What you have to do:
Filter these records by the string "usize", copying each line that holds it.

(Data section)

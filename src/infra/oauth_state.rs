//! OAuth state registry: single-use CSRF state tokens.

use base64::Engine;
use chrono::{Duration, Utc};
use rand::RngCore;
use sqlx::SqlitePool;

use crate::infra::Result;

/// How long an issued state stays valid, in seconds.
pub const STATE_EXPIRY_SECS: i64 = 600;

/// Name of the short-lived state cookie set alongside the DB row.
pub const STATE_COOKIE: &str = "osduth_oauth_state";

#[derive(Clone)]
pub struct OauthStateStore {
    pool: SqlitePool,
}

impl OauthStateStore {
    pub fn new(pool: SqlitePool) -> Self {
        Self { pool }
    }

    /// Generates a fresh state from 32 cryptographically random bytes and
    /// persists it with a 10-minute expiry.
    pub async fn create(&self) -> Result<String> {
        let mut bytes = [0u8; 32];
        rand::thread_rng().fill_bytes(&mut bytes);
        let state = base64::engine::general_purpose::URL_SAFE_NO_PAD.encode(bytes);

        sqlx::query("INSERT INTO oauth_states (state, expires_at) VALUES (?, ?)")
            .bind(&state)
            .bind(Utc::now() + Duration::seconds(STATE_EXPIRY_SECS))
            .execute(&self.pool)
            .await?;

        Ok(state)
    }

    /// Consumes the state atomically. The conditional delete makes concurrent
    /// replays of the same state race for a single success.
    pub async fn validate(&self, state: &str) -> Result<bool> {
        let result = sqlx::query("DELETE FROM oauth_states WHERE state = ? AND expires_at > ?")
            .bind(state)
            .bind(Utc::now())
            .execute(&self.pool)
            .await?;
        Ok(result.rows_affected() > 0)
    }

    /// Called from the maintenance loop.
    pub async fn cleanup(&self) -> Result<u64> {
        let result = sqlx::query("DELETE FROM oauth_states WHERE expires_at <= ?")
            .bind(Utc::now())
            .execute(&self.pool)
            .await?;
        Ok(result.rows_affected())
    }
}
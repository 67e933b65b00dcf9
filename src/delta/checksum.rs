//! Block-signature producer: chunks an existing destination file into
//! fixed-size blocks and computes the weak + strong signature of each.
//!
//! The final block may be shorter than the chunk size; its true length
//! is implied by the file size already reported in the DstFile record.

use std::io::{self, Read};
use std::path::Path;

use anyhow::{Context, Result};
use md5::{Digest, Md5};

use crate::delta::rolling::Adler32;
use crate::proto::BlockSum;

/// Computes one BlockSum per `chunk_size` block of `r`, in order.
pub fn block_sums<R: Read>(mut r: R, chunk_size: usize) -> Result<Vec<BlockSum>> {
    assert!(chunk_size > 0, "chunk size must be positive");
    let mut sums = Vec::new();
    let mut buf = vec![0u8; chunk_size];
    loop {
        let n = read_block(&mut r, &mut buf)?;
        if n == 0 {
            break;
        }
        let block = &buf[..n];
        let mut weak = Adler32::new();
        weak.update(block);
        sums.push(BlockSum {
            rsum: weak.sum32(),
            csum: Md5::digest(block).into(),
        });
        if n < chunk_size {
            break;
        }
    }
    Ok(sums)
}

/// Like [`block_sums`], reading from a file on disk.
pub fn file_block_sums(path: &Path, chunk_size: usize) -> Result<Vec<BlockSum>> {
    let f = std::fs::File::open(path)
        .with_context(|| format!("failed to open {} for chunking", path.display()))?;
    block_sums(io::BufReader::new(f), chunk_size)
}

fn read_block<R: Read>(r: &mut R, buf: &mut [u8]) -> Result<usize> {
    let mut n = 0;
    while n < buf.len() {
        match r.read(&mut buf[n..]) {
            Ok(0) => break,
            Ok(k) => n += k,
            Err(e) if e.kind() == io::ErrorKind::Interrupted => continue,
            Err(e) => return Err(e).context("read failed while chunking"),
        }
    }
    Ok(n)
}
/// One received source entry plus the destination state this side
/// derived for it while answering the list.
#[derive(Debug)]
pub struct ReceiverSrcFile {
    pub src: SrcFile,
    chunk_size: u32,
    dst_file_size: u64,
    dst_typ: DstFileType,
}

impl From<SrcFile> for ReceiverSrcFile {
    fn from(src: SrcFile) -> Self {
        Self {
            src,
            chunk_size: 0,
            dst_file_size: 0,
            dst_typ: DstFileType::Identical,
        }
    }
}

#[derive(Debug, Clone)]
pub struct Receiver {
    pub root: PathBuf,
    /// Chunk size used when signing Similar files. This side decides it
    /// and the sender learns it from each DstFile record.
    pub block_size: u32,
}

(End Data section)

Written solution:
pub fn block_sums<R: Read>(mut r: R, chunk_size: usize) -> Result<Vec<BlockSum>> {
pub fn file_block_sums(path: &Path, chunk_size: usize) -> Result<Vec<BlockSum>> {
fn read_block<R: Read>(r: &mut R, buf: &mut [u8]) -> Result<usize> {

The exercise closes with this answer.